How to Tame an Inflated Entertainment Budget



The NY Times has a interesting article by Damon Darlin: How to Tame an Inflated Entertainment Budget

You probably spend more on entertainment than you do on groceries, clothing or gasoline.

If you don't believe it, take a few minutes to total your monthly costs, starting with the services that have you locked in: basic cable television, and any premium channels, like HBO or Showtime; Netflix to rent videos; TiVo for digital recording; your high-speed Internet connection; and perhaps, satellite radio and streaming music like Yahoo Music. You are already up to about $200 a month, or $2,400 a year.

Don't forget your iTunes music and video downloads, plus magazines, movie rentals, movie tickets, live shows and sporting events.

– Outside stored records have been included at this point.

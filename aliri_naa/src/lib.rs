//! Token acquisition for applications nested inside a hosting application
//!
//! In nested app auth (NAA) an application runs embedded in a host, such as
//! an add-in inside an office suite. The host already holds the user's
//! session, so the nested application never talks to the identity provider
//! itself. Instead it asks the host for tokens through a [`HostBridge`] and
//! keeps what it receives in a local cache.
//!
//! The [`NestedAppAuthController`] ties the pieces together:
//!
//! * silent requests are answered from storage while the cached access token
//!   is outside its renewal window;
//! * a token inside its renewal window evicts every cached credential of its
//!   account and the request falls through to the host;
//! * tokens returned by the host are written back to storage and their
//!   account becomes the active account.
//!
//! Failures reported by the host are translated into [`AuthError`]s. Nothing
//! is retried.
//!
//! # Example
//!
//! ```no_run
//! use std::sync::Arc;
//!
//! use aliri_naa::{
//!     bridge::HostBridge, AuthRequest, ClientId, NestedAppAuthConfig,
//!     NestedAppAuthController,
//! };
//!
//! # async fn run(bridge: Arc<dyn HostBridge>) -> Result<(), aliri_naa::AuthError> {
//! let config = NestedAppAuthConfig::new(ClientId::from_static("my-client-id"));
//! let controller = NestedAppAuthController::new(config, Some(bridge))?;
//! controller.initialize().await?;
//!
//! let request = AuthRequest::new("User.Read".parse().expect("valid scopes"));
//! let result = controller.acquire_token_silent(request.into()).await?;
//!
//! tracing::info!(
//!     from_cache = result.from_cache(),
//!     expires_on = result.expires_on().0,
//!     "token acquired"
//! );
//! # Ok(())
//! # }
//! ```

#![cfg_attr(docsrs, feature(doc_cfg))]
#![warn(
    missing_docs,
    unused_import_braces,
    unused_imports,
    unused_qualifications
)]
#![deny(
    missing_debug_implementations,
    trivial_numeric_casts,
    unsafe_code,
    unused_must_use
)]

mod braids;

pub mod account;
pub mod adapter;
pub mod bridge;
pub mod claims;
pub mod config;
pub mod controller;
pub mod credential;
pub mod crypto;
pub mod error;
pub mod events;
pub mod hydrator;
pub mod lookup;
pub mod performance;
pub mod request;
pub mod resolver;
pub mod result;
pub mod scope;
pub mod storage;

#[cfg(test)]
mod test_util;

pub use account::{AccountFilter, AccountInfo};
pub use braids::*;
pub use config::NestedAppAuthConfig;
pub use controller::NestedAppAuthController;
pub use error::{AuthError, BridgeFailure, BridgeFailureKind};
pub use request::{AuthRequest, SilentRequest, TokenRequest};
pub use result::AuthenticationResult;
pub use scope::{ScopeSet, ScopeToken, ScopeTokenRef};
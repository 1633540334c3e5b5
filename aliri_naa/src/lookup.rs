//! Answering silent requests from the token cache

use std::fmt;

use aliri_clock::{Clock, DurationSecs};

use crate::{
    account::AccountInfo,
    adapter::NestedAppAuthAdapter,
    credential::{CredentialType, TokenStatus},
    request::ValidRequest,
    result::AuthenticationResult,
    storage::AuthStorage,
};

/// Why the cache could not answer a request
#[derive(Clone, Copy, Debug, PartialEq, Eq)]
enum CacheMiss {
    NoAccount,
    ForceRefresh,
    NoCachedCredential(CredentialType),
    StaleCredential(TokenStatus),
}

impl fmt::Display for CacheMiss {
    fn fmt(&self, f: &mut fmt::Formatter) -> fmt::Result {
        match self {
            Self::NoAccount => f.write_str("no account could be resolved"),
            Self::ForceRefresh => f.write_str("caller asked to bypass the cache"),
            Self::NoCachedCredential(t) => write!(f, "no cached {:?} matches", t),
            Self::StaleCredential(s) => write!(f, "cached access token is {:?}", s),
        }
    }
}

/// Serves silent requests from cached tokens
///
/// A miss is never an error. An access token inside its renewal window, or
/// one cached after the current time, causes every credential of the account
/// to be evicted before the miss is reported.
pub struct CacheLookup<'a, C> {
    storage: &'a dyn AuthStorage,
    adapter: &'a NestedAppAuthAdapter,
    clock: &'a C,
    renewal_offset: DurationSecs,
}

impl<'a, C> fmt::Debug for CacheLookup<'a, C> {
    fn fmt(&self, f: &mut fmt::Formatter) -> fmt::Result {
        f.debug_struct("CacheLookup")
            .field("renewal_offset", &self.renewal_offset)
            .finish()
    }
}

impl<'a, C: Clock + Sync> CacheLookup<'a, C> {
    /// Constructs a lookup over the given storage
    pub fn new(
        storage: &'a dyn AuthStorage,
        adapter: &'a NestedAppAuthAdapter,
        clock: &'a C,
        renewal_offset: DurationSecs,
    ) -> Self {
        Self {
            storage,
            adapter,
            clock,
            renewal_offset,
        }
    }

    /// Attempts to answer the request from the cache
    ///
    /// Returns `None` on any miss. No call is made to the host.
    pub async fn lookup_silent(
        &self,
        account: Option<&AccountInfo>,
        request: &ValidRequest,
    ) -> Option<AuthenticationResult> {
        match self.try_lookup(account, request).await {
            Ok(result) => {
                tracing::debug!(
                    correlation_id = %request.correlation_id(),
                    expires_on = result.expires_on().0,
                    "serving token from cache"
                );
                Some(result)
            }
            Err(miss) => {
                tracing::debug!(
                    correlation_id = %request.correlation_id(),
                    reason = %miss,
                    "token cache miss"
                );
                None
            }
        }
    }

    async fn try_lookup(
        &self,
        account: Option<&AccountInfo>,
        request: &ValidRequest,
    ) -> Result<AuthenticationResult, CacheMiss> {
        if request.force_refresh() {
            return Err(CacheMiss::ForceRefresh);
        }

        let account = account.ok_or(CacheMiss::NoAccount)?;
        let request = request.for_cache_lookup(account);
        let tenant_id = Some(&*account.tenant_id);

        let keys = self.storage.get_token_keys(account);
        let access_token = self
            .storage
            .get_access_token(account, &request, &keys, tenant_id)
            .ok_or(CacheMiss::NoCachedCredential(CredentialType::AccessToken))?;

        let status = access_token.token_status_with_clock(self.clock, self.renewal_offset);
        if !status.is_servable() {
            self.evict(account, &request).await;
            return Err(CacheMiss::StaleCredential(status));
        }

        let id_token = self
            .storage
            .get_id_token(account, &keys, tenant_id)
            .ok_or(CacheMiss::NoCachedCredential(CredentialType::IdToken))?;

        Ok(self
            .adapter
            .from_cached_tokens(account, &id_token, &access_token, &request))
    }

    async fn evict(&self, account: &AccountInfo, request: &ValidRequest) {
        if let Err(error) = self.storage.remove_account_context(account).await {
            tracing::warn!(
                correlation_id = %request.correlation_id(),
                home_account_id = %account.home_account_id,
                error = (&error as &dyn std::error::Error),
                "unable to evict stale credentials"
            );
        }
    }
}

Add in your cellphone and any of its video, data and premium content.

The average American spends more on entertainment than on gasoline, household furnishings and clothing and nearly the same amount as spent on dining out, according to the Bureau of LaborStatistics.



With Cingular, Comcast, DirectTV, TIVO, Napster I'm already at $220.00 (and I've already dropped Napster at $17.99). It is true that for every penny uptick in gasoline, it comes out of the entertainment budget. And if one makes $6 to $10 an hour thats 36 to 22 hours just to satisfy an entertainment budget. I can't fathom ever paying .99 cents for a ringtone or $2.49 for a downloaded song on my phone. Predators hockey and Titans football would be hard to squeeze in the ole entertainment budget!